In this Feb. 16, 2019, photo, Deidre Levi sits at the table of her grandmother's home in the Native Village of St. Michael, Alaska. Levi says she spoke up about being sexually assaulted because she wanted to be a role model for girls in Alaska. (AP Photo/Wong Maye-E)
In this Feb. 16, 2019, photo, Deidre Levi sits at the table of her grandmother's home in the Native Village of St. Michael, Alaska. Levi says she spoke up about being sexually assaulted because she wanted to be a role model for girls in Alaska. (AP Photo/Wong Maye-E)

Susie’s story isn’t uncommon in Nome, a city of fewer than 4000 full-time residents that serves as a regional hub for dozens of smaller villages across western Alaska’s Bering Strait region.

Rape survivors and their supporters told AP that the city’s police department has often failed to investigate sexual assaults or keep survivors informed about what, if anything, is happening with their cases.

Survivors and advocates contend that Nome police pay less attention and investigate less aggressively when sexual assaults are reported by Alaska Native women.

More than half of Nome’s population is Alaska Native, largely of Yupik heritage or — like Susie — of Inupiaq heritage.

All of its police department’s sworn officers are non-Native.

In 2013 — the year Susie reported she had been sexually assaulted — Nome police received 33 calls about sexual assaults against adults.

That year, the department made one arrest on a sexual assault charge. In all, Nome police records show, the department fielded 372 calls about sexual assaults against adults from 2008 through 2017.

In this Feb. 21, 2019, photo, a snow-encrusted sign marks the entrance to the police station located on a tundra road on the outskirts of Nome, Alaska. According to city officials, several cabinets of police records were either lost or destroyed in the move to this building a decade ago. (AP Photo/Wong Maye-E)
A snow-encrusted sign marks the entrance to the police station on the outskirts of Nome. Source: AP

During that span, 30 cases — 8 per cent of the total — led to arrests on sexual assault charges.

US police agencies in big cities, suburbs and small towns have been accused of failing to test DNA evidence gathered in thousands of rape cases ; dismissing rape reports because officers believed that victims did not “fight back” hard enough ; and showing less concern about rape complaints from African Americans, Native Americans and other less powerful groups.
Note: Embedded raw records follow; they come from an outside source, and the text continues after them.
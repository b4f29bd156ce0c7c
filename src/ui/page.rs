//! Page anchors
//!
//! Every on-screen control or text block the sequencers touch is an
//! `Element` registered under a stable id. Components look elements up by id
//! and treat a missing one as "nothing to do" instead of failing.

use std::collections::HashMap;

use crate::anim::Millis;

/// Stable element ids
pub mod ids {
    pub const LOADING: &str = "loading";
    pub const ANNO_LAYER: &str = "anno-layer";
    pub const LINE1_IMG: &str = "line1-img";
    pub const LINE2_IMG: &str = "line2-img";
    pub const LINE1_TEXT: &str = "line1-text";
    pub const LINE2_TEXT: &str = "line2-text";
    pub const START_BUTTON: &str = "start-button";
    pub const GLASS_TOGGLE: &str = "glass-toggle";
    pub const MODEL_TOGGLE: &str = "model-toggle";
    pub const COOKING_MODAL: &str = "cooking-modal";
    pub const COOK_START: &str = "cook-start";
}

/// Presentation state of one anchor
#[derive(Debug, Clone, PartialEq)]
pub struct Element {
    pub visible: bool,
    pub text: String,
    /// Accepts clicks
    pub enabled: bool,
    /// Typing caret shown after the text
    pub caret: bool,
    /// Drawn faded (used for a pressed start button)
    pub dimmed: bool,
    /// Checkbox state for toggles
    pub checked: bool,
    /// When `visible` last changed, for fade transitions
    pub changed_at: Millis,
}

impl Element {
    pub fn hidden() -> Self {
        Self {
            visible: false,
            text: String::new(),
            enabled: true,
            caret: false,
            dimmed: false,
            checked: false,
            changed_at: 0.0,
        }
    }

    pub fn shown() -> Self {
        Self {
            visible: true,
            ..Self::hidden()
        }
    }

    pub fn with_text(mut self, text: impl Into<String>) -> Self {
        self.text = text.into();
        self
    }

    pub fn with_checked(mut self, checked: bool) -> Self {
        self.checked = checked;
        self
    }

    /// Show or hide, restarting the transition clock on change
    pub fn set_visible(&mut self, visible: bool, now: Millis) {
        if self.visible != visible {
            self.visible = visible;
            self.changed_at = now;
        }
    }

    /// Hide then show again in one step, replaying the reveal transition
    pub fn replay_reveal(&mut self, now: Millis) {
        self.visible = true;
        self.changed_at = now;
    }

    /// Clickable right now
    pub fn interactive(&self) -> bool {
        self.visible && self.enabled
    }
}

impl Default for Element {
    fn default() -> Self {
        Self::hidden()
    }
}

/// Registry of anchors by id
#[derive(Debug, Clone, Default)]
pub struct Page {
    elements: HashMap<String, Element>,
}

impl Page {
    pub fn new() -> Self {
        Self::default()
    }

    /// The full onboarding page: viewer controls, annotation layer, hand-off
    /// modal, and one content panel per navigation tab
    pub fn standard<'a>(panels: impl IntoIterator<Item = &'a str>) -> Self {
        let mut page = Self::new();
        page.register(ids::LOADING, Element::shown().with_text("Loading model..."));
        page.register(ids::ANNO_LAYER, Element::hidden());
        page.register(ids::LINE1_IMG, Element::hidden());
        page.register(ids::LINE2_IMG, Element::hidden());
        page.register(ids::LINE1_TEXT, Element::shown());
        page.register(ids::LINE2_TEXT, Element::shown());
        page.register(ids::START_BUTTON, Element::hidden().with_text("Start"));
        page.register(ids::GLASS_TOGGLE, Element::hidden().with_text("Glass").with_checked(true));
        page.register(ids::MODEL_TOGGLE, Element::shown().with_text("Model").with_checked(true));
        page.register(ids::COOKING_MODAL, Element::hidden().with_text("Ready to cook?"));
        page.register(ids::COOK_START, Element::shown().with_text("Start cooking"));
        for panel in panels {
            page.register(panel, Element::hidden());
        }
        page
    }

    pub fn register(&mut self, id: &str, element: Element) {
        self.elements.insert(id.to_string(), element);
    }

    #[cfg(test)]
    pub fn remove(&mut self, id: &str) -> Option<Element> {
        self.elements.remove(id)
    }

    pub fn get(&self, id: &str) -> Option<&Element> {
        self.elements.get(id)
    }

    pub fn get_mut(&mut self, id: &str) -> Option<&mut Element> {
        self.elements.get_mut(id)
    }

    pub fn contains(&self, id: &str) -> bool {
        self.elements.contains_key(id)
    }

    /// Missing elements count as hidden
    pub fn is_visible(&self, id: &str) -> bool {
        self.get(id).is_some_and(|e| e.visible)
    }

    /// Returns false if the element does not exist
    pub fn set_visible(&mut self, id: &str, visible: bool, now: Millis) -> bool {
        match self.get_mut(id) {
            Some(element) => {
                element.set_visible(visible, now);
                true
            }
            None => false,
        }
    }

    #[cfg(test)]
    pub fn text(&self, id: &str) -> Option<&str> {
        self.get(id).map(|e| e.text.as_str())
    }
}

#[cfg(test)]
mod tests {
    use super::*;

    #[test]
    fn test_standard_page() {
        let page = Page::standard(["scan-content", "measure-content"]);
        assert!(page.is_visible(ids::LOADING));
        assert!(!page.is_visible(ids::START_BUTTON));
        assert!(page.get(ids::MODEL_TOGGLE).is_some_and(|e| e.checked));
        assert!(page.contains("measure-content"));
        assert!(!page.is_visible("scan-content"));
    }

    #[test]
    fn test_missing_anchor_is_noop() {
        let mut page = Page::new();
        assert!(!page.set_visible("nowhere", true, 0.0));
        assert!(!page.is_visible("nowhere"));
        assert_eq!(page.text("nowhere"), None);
    }

    #[test]
    fn test_visibility_change_timestamp() {
        let mut element = Element::hidden();
        element.set_visible(true, 100.0);
        element.set_visible(true, 250.0);
        assert_eq!(element.changed_at, 100.0);
        element.replay_reveal(300.0);
        assert_eq!(element.changed_at, 300.0);
        assert!(element.interactive());
    }
}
In Nome, local officials defend the police department, saying low staffing levels have made it difficult to respond to calls for help of all kinds.

John Earthman, district attorney for Nome and surrounding areas, said Nome police officers “are very hard-working people that live in this community”.
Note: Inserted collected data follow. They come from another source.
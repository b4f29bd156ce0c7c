//! 3D viewer state and its scripted reveal

mod sequencer;
mod session;

pub use sequencer::{ViewerEvent, ViewerSequencer};

#[cfg(test)]
pub use sequencer::Phase;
“They want to make their community safer. Unfortunately out here a lot of times, it is a triage situation. It’s very hard. Just having a rural police department in rural Alaska is very hard.”

Susie’s struggle during sexual assault

On the night Susie says everything changed for her, she had come from her village farther north to visit a cousin in Nome.
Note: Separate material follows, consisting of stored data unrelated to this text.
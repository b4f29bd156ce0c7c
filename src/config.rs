//! Presentation configuration
//!
//! Every timing, framing and navigation constant of the reveal lives here so
//! the choreography can be tuned without a rebuild. The file is RON; each
//! section and field is optional and falls back to the built-in value.

use std::collections::BTreeMap;
use std::path::{Path, PathBuf};

use serde::{Deserialize, Serialize};
use thiserror::Error;

use crate::anim::Millis;

/// Where the configuration is looked up when no `--config` is given
pub const DEFAULT_CONFIG_PATH: &str = "assets/reveal.ron";

/// Longest duration accepted for any timed step (ten minutes)
const MAX_DURATION_MS: Millis = 600_000.0;

#[derive(Debug, Error)]
pub enum ConfigError {
    #[error("IO error: {0}")]
    Io(#[from] std::io::Error),
    #[error("Parse error: {0}")]
    Parse(#[from] ron::error::SpannedError),
    #[error("Validation error: {0}")]
    Validation(String),
}

/// The 3D asset and how it is prepared
#[derive(Debug, Clone, PartialEq, Serialize, Deserialize)]
#[serde(default)]
pub struct ModelConfig {
    pub path: PathBuf,
    /// Yaw applied after loading (radians); the model starts facing away
    pub initial_yaw: f32,
    /// Hide flat HUD/display plates baked into the model
    pub hide_hud_panels: bool,
    /// Enable manual drag rotation
    pub allow_user_rotate: bool,
    /// Radians per pixel of drag
    pub drag_speed: f32,
}

impl Default for ModelConfig {
    fn default() -> Self {
        Self {
            path: PathBuf::from("assets/models/glasses.obj"),
            initial_yaw: std::f32::consts::PI,
            hide_hud_panels: false,
            allow_user_rotate: false,
            drag_speed: 0.01,
        }
    }
}

#[derive(Debug, Clone, Copy, PartialEq, Serialize, Deserialize)]
#[serde(default)]
pub struct FramingConfig {
    /// World size the model's largest dimension is scaled to
    pub target_width: f32,
    /// Upward nudge after centering
    pub vertical_offset: f32,
    /// Camera extents are the model bounds times this
    pub padding: f32,
}

impl Default for FramingConfig {
    fn default() -> Self {
        Self {
            target_width: 20.0,
            vertical_offset: 0.05,
            padding: 1.5,
        }
    }
}

/// Flip-away and reveal timings
#[derive(Debug, Clone, Copy, PartialEq, Serialize, Deserialize)]
#[serde(default)]
pub struct FlipConfig {
    pub rotation_ms: Millis,
    /// Fade-out start, measured from the rotation start
    pub fade_delay_ms: Millis,
    pub fade_ms: Millis,
    /// Fade-in once the model comes back
    pub reveal_ms: Millis,
}

impl Default for FlipConfig {
    fn default() -> Self {
        Self {
            rotation_ms: 1200.0,
            fade_delay_ms: 1000.0,
            fade_ms: 900.0,
            reveal_ms: 800.0,
        }
    }
}

#[derive(Debug, Clone, PartialEq, Serialize, Deserialize)]
#[serde(default)]
pub struct PanConfig {
    /// Swing either side of the start angle
    pub angle_deg: f32,
    /// Start to left, and left to right
    pub outer_leg_ms: Millis,
    /// Right back to start
    pub return_leg_ms: Millis,
    /// Extra time a leg may take before it is forced to its end angle
    pub leg_timeout_ms: Millis,
    /// Overlay clip key played behind the pan
    pub clip: String,
}

impl Default for PanConfig {
    fn default() -> Self {
        Self {
            angle_deg: 10.0,
            outer_leg_ms: 4000.0,
            return_leg_ms: 2000.0,
            leg_timeout_ms: 2000.0,
            clip: "scan".to_string(),
        }
    }
}

#[derive(Debug, Clone, PartialEq, Serialize, Deserialize)]
#[serde(default)]
pub struct AnnotationConfig {
    /// Wait after an image starts its reveal
    pub settle_ms: Millis,
    /// Time per typed character
    pub char_interval_ms: Millis,
    pub line1: String,
    pub line2: String,
}

impl Default for AnnotationConfig {
    fn default() -> Self {
        Self {
            settle_ms: 400.0,
            char_interval_ms: 18.0,
            line1: "Date, time and battery status are essential, so they sit in the top right where they are easy to reach.".to_string(),
            line2: "From the start screen you can check important activity such as notifications and suggested tasks.".to_string(),
        }
    }
}

/// One navigation-bar entry
#[derive(Debug, Clone, PartialEq, Serialize, Deserialize)]
pub struct TabConfig {
    pub id: String,
    pub label: String,
    /// Content panel shown while the tab is active
    pub panel: String,
    /// Selecting the tab swaps the background clip
    #[serde(default)]
    pub media: bool,
    /// Selected on startup
    #[serde(default)]
    pub default_entry: bool,
}

impl TabConfig {
    fn new(id: &str, label: &str, media: bool, default_entry: bool) -> Self {
        Self {
            id: id.to_string(),
            label: label.to_string(),
            panel: format!("{}-content", id),
            media,
            default_entry,
        }
    }
}

/// Overlay clip lookup
#[derive(Debug, Clone, PartialEq, Serialize, Deserialize)]
#[serde(default)]
pub struct ClipConfig {
    /// Directory the clip directories live under
    pub root: PathBuf,
    /// Clip played for tabs with no explicit entry
    pub default_clip: String,
    /// Tab id (or phase key) to clip directory
    pub by_key: BTreeMap<String, String>,
    pub fps: f32,
}

impl Default for ClipConfig {
    fn default() -> Self {
        let by_key = [("scan", "scan"), ("measure", "measure"), ("recipe", "recipe")]
            .into_iter()
            .map(|(k, v)| (k.to_string(), v.to_string()))
            .collect();
        Self {
            root: PathBuf::from("assets/clips"),
            default_clip: "scan".to_string(),
            by_key,
            fps: 24.0,
        }
    }
}

/// Complete configuration
#[derive(Debug, Clone, PartialEq, Serialize, Deserialize)]
#[serde(default)]
pub struct RevealConfig {
    pub model: ModelConfig,
    pub framing: FramingConfig,
    pub flip: FlipConfig,
    pub pan: PanConfig,
    pub annotations: AnnotationConfig,
    pub tabs: Vec<TabConfig>,
    pub clips: ClipConfig,
    /// Screen the hand-off control navigates to
    pub follow_on: String,
}

impl Default for RevealConfig {
    fn default() -> Self {
        Self {
            model: ModelConfig::default(),
            framing: FramingConfig::default(),
            flip: FlipConfig::default(),
            pan: PanConfig::default(),
            annotations: AnnotationConfig::default(),
            tabs: vec![
                TabConfig::new("scan", "Scan", true, true),
                TabConfig::new("measure", "Measure", true, false),
                TabConfig::new("recipe", "Recipe", true, false),
                TabConfig::new("timer", "Timer", false, false),
            ],
            clips: ClipConfig::default(),
            follow_on: "cooking".to_string(),
        }
    }
}

impl RevealConfig {
    /// Parse and validate RON text
    pub fn from_ron(s: &str) -> Result<Self, ConfigError> {
        let config: RevealConfig = ron::from_str(s)?;
        config.validate()?;
        Ok(config)
    }

    /// Read a config file. A missing file is not an error: it yields defaults.
    pub fn load(path: &Path) -> Result<Self, ConfigError> {
        match std::fs::read_to_string(path) {
            Ok(contents) => Self::from_ron(&contents),
            Err(e) if e.kind() == std::io::ErrorKind::NotFound => {
                log::info!("No config at {}, using defaults", path.display());
                Ok(Self::default())
            }
            Err(e) => Err(e.into()),
        }
    }

    /// `load`, with any error logged and replaced by defaults
    pub fn load_or_default(path: &Path) -> Self {
        Self::load(path).unwrap_or_else(|e| {
            log::error!("Bad config {}: {}; using defaults", path.display(), e);
            Self::default()
        })
    }

    fn validate(&self) -> Result<(), ConfigError> {
        let durations = [
            ("flip.rotation_ms", self.flip.rotation_ms),
            ("flip.fade_delay_ms", self.flip.fade_delay_ms),
            ("flip.fade_ms", self.flip.fade_ms),
            ("flip.reveal_ms", self.flip.reveal_ms),
            ("pan.outer_leg_ms", self.pan.outer_leg_ms),
            ("pan.return_leg_ms", self.pan.return_leg_ms),
            ("pan.leg_timeout_ms", self.pan.leg_timeout_ms),
            ("annotations.settle_ms", self.annotations.settle_ms),
            ("annotations.char_interval_ms", self.annotations.char_interval_ms),
        ];
        for (name, value) in durations {
            if !value.is_finite() || !(0.0..=MAX_DURATION_MS).contains(&value) {
                return Err(ConfigError::Validation(format!("{} out of range: {}", name, value)));
            }
        }

        let f = &self.framing;
        if !(f.target_width > 0.0 && f.padding > 0.0 && f.vertical_offset.is_finite()) {
            return Err(ConfigError::Validation("framing values must be positive".to_string()));
        }
        if !(self.clips.fps > 0.0 && self.clips.fps.is_finite()) {
            return Err(ConfigError::Validation(format!("clip fps out of range: {}", self.clips.fps)));
        }
        if self.tabs.iter().filter(|t| t.default_entry).count() > 1 {
            return Err(ConfigError::Validation("more than one default tab".to_string()));
        }
        Ok(())
    }
}

#[cfg(test)]
mod tests {
    use super::*;

    #[test]
    fn test_defaults_match_reveal_timings() {
        let config = RevealConfig::default();
        assert_eq!(config.flip.rotation_ms, 1200.0);
        assert_eq!(config.flip.fade_delay_ms, 1000.0);
        assert_eq!(config.pan.angle_deg, 10.0);
        assert_eq!(config.annotations.char_interval_ms, 18.0);
        assert_eq!(config.tabs.iter().filter(|t| t.default_entry).count(), 1);
        assert_eq!(config.tabs[0].panel, "scan-content");
        assert!(config.validate().is_ok());
    }

    #[test]
    fn test_partial_ron_keeps_defaults() {
        let config = RevealConfig::from_ron("(flip: (rotation_ms: 600.0), follow_on: \"kitchen\")").unwrap();
        assert_eq!(config.flip.rotation_ms, 600.0);
        assert_eq!(config.flip.fade_ms, 900.0);
        assert_eq!(config.follow_on, "kitchen");
        assert_eq!(config.tabs.len(), 4);
    }

    #[test]
    fn test_validation_rejects_negative_duration() {
        let err = RevealConfig::from_ron("(pan: (outer_leg_ms: -5.0))").unwrap_err();
        assert!(matches!(err, ConfigError::Validation(_)));
    }

    #[test]
    fn test_load_missing_and_malformed() {
        let dir = tempfile::tempdir().unwrap();

        let missing = RevealConfig::load(&dir.path().join("none.ron")).unwrap();
        assert_eq!(missing, RevealConfig::default());

        let bad = dir.path().join("bad.ron");
        std::fs::write(&bad, "(flip: (rotation_ms: \"fast\"))").unwrap();
        assert!(matches!(RevealConfig::load(&bad), Err(ConfigError::Parse(_))));
        assert_eq!(RevealConfig::load_or_default(&bad), RevealConfig::default());
    }

    #[test]
    fn test_round_trip_pretty() {
        let config = RevealConfig::default();
        let text = ron::ser::to_string_pretty(&config, ron::ser::PrettyConfig::new()).unwrap();
        assert_eq!(RevealConfig::from_ron(&text).unwrap(), config);
    }
}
At a bar, she encountered a man she knew from another village who lived in Nome.

According to the notes compiled by Barbara Cromwell, the lead forensic nurse at Nome’s Norton Sound Regional Hospital, Susie said the man bought her three shots of liquor — “I was just feeling a little bit ‘somewhere,’ but I wasn’t drunk.”

She recalled the man saying, “I want to have sex with you”.

She said she told him “I’m not like that” — she had children and a boyfriend.

But he persisted, she said, following Susie and her cousin back to her cousin’s apartment.

In this Feb. 23, 2019, photo, people play pool while some sit at the bar with their drinks at Soap and Suds, a popular nighttime spot on Front Street in Nome, Alaska. (AP Photo/Wong Maye-E)
A woman named Susie says she was raped by a man she met in a bar. Source: AP

He refused to leave, and finally pushed Susie into a bedroom and locked the door and raped her, pressing his forearm into her neck and chest when she tried to struggle, she told the nurse.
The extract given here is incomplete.